◆ Problem requirements
Which lines of the listing below contain the word "changes"? Copy each of them.

::::

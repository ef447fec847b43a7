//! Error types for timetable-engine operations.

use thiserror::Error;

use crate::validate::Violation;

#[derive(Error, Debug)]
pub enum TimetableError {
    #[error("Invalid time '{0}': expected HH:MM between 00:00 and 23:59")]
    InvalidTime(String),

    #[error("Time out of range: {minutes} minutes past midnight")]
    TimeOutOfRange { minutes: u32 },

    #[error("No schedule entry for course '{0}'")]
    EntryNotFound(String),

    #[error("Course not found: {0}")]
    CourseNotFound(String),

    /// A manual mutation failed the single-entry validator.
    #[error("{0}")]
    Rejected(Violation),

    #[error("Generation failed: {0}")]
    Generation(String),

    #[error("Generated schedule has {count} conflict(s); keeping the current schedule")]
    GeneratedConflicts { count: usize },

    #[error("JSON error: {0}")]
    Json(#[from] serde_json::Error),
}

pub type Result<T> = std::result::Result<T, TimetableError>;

::::

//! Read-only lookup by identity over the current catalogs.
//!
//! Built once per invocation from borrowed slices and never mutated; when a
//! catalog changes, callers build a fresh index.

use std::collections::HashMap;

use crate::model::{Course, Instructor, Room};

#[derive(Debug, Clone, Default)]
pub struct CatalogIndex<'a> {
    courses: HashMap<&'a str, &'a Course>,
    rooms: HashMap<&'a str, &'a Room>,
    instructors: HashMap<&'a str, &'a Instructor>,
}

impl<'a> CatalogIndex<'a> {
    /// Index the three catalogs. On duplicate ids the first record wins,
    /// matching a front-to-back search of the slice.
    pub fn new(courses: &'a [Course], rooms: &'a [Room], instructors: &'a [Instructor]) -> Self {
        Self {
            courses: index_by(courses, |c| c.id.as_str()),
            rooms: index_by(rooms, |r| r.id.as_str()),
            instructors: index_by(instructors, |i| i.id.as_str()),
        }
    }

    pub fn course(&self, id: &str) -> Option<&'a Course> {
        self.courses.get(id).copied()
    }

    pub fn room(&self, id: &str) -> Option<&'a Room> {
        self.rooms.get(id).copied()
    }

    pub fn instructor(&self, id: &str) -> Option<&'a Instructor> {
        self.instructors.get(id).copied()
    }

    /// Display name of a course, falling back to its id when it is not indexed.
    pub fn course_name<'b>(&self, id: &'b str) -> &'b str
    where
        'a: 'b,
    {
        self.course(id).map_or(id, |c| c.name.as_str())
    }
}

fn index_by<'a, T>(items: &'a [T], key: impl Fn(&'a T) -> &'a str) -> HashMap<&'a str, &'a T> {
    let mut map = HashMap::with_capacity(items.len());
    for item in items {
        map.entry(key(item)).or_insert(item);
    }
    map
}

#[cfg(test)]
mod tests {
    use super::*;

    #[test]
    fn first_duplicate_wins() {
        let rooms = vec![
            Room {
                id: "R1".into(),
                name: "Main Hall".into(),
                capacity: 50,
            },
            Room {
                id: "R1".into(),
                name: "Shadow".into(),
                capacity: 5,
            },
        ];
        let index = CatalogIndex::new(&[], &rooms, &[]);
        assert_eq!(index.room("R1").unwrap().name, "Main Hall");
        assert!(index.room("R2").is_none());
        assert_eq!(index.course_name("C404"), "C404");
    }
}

::::

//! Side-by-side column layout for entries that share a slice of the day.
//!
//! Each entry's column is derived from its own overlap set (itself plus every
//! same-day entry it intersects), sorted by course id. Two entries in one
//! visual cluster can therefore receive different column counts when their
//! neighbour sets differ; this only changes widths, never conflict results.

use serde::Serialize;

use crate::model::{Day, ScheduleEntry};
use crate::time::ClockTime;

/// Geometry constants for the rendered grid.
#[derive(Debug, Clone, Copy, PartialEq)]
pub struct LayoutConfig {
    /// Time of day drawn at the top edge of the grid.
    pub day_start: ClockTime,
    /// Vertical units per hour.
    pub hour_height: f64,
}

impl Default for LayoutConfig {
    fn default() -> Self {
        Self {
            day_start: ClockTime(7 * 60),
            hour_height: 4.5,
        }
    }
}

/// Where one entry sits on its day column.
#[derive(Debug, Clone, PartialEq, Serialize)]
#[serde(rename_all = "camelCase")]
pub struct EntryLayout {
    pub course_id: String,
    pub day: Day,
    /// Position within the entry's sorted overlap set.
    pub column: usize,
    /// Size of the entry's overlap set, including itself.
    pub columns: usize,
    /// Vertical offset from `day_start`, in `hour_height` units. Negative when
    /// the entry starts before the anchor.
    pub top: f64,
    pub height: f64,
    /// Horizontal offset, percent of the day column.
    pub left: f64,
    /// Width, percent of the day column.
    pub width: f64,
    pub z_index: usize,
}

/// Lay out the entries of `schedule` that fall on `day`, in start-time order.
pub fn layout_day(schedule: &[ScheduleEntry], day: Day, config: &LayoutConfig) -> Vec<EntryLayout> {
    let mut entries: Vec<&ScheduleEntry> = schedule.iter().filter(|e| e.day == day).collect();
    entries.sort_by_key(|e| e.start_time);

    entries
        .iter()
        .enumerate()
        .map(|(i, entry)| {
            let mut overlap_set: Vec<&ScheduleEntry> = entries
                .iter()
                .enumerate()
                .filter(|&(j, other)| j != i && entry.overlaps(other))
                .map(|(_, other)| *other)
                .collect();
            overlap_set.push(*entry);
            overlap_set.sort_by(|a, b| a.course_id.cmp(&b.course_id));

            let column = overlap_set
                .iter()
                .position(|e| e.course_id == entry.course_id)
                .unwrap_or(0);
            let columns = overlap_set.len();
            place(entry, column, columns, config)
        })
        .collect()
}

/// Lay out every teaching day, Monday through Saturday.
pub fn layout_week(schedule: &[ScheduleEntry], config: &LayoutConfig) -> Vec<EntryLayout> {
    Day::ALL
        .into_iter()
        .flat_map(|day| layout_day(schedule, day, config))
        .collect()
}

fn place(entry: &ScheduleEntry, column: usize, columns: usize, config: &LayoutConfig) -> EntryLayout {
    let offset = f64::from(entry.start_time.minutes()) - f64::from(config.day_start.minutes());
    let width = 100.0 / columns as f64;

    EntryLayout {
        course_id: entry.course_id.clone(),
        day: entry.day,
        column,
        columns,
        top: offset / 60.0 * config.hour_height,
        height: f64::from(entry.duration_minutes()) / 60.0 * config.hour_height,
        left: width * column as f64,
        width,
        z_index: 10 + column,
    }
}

::::

◆ Answer space
//! catalog changes, callers build a fresh index.
//! neighbour sets differ; this only changes widths, never conflict results.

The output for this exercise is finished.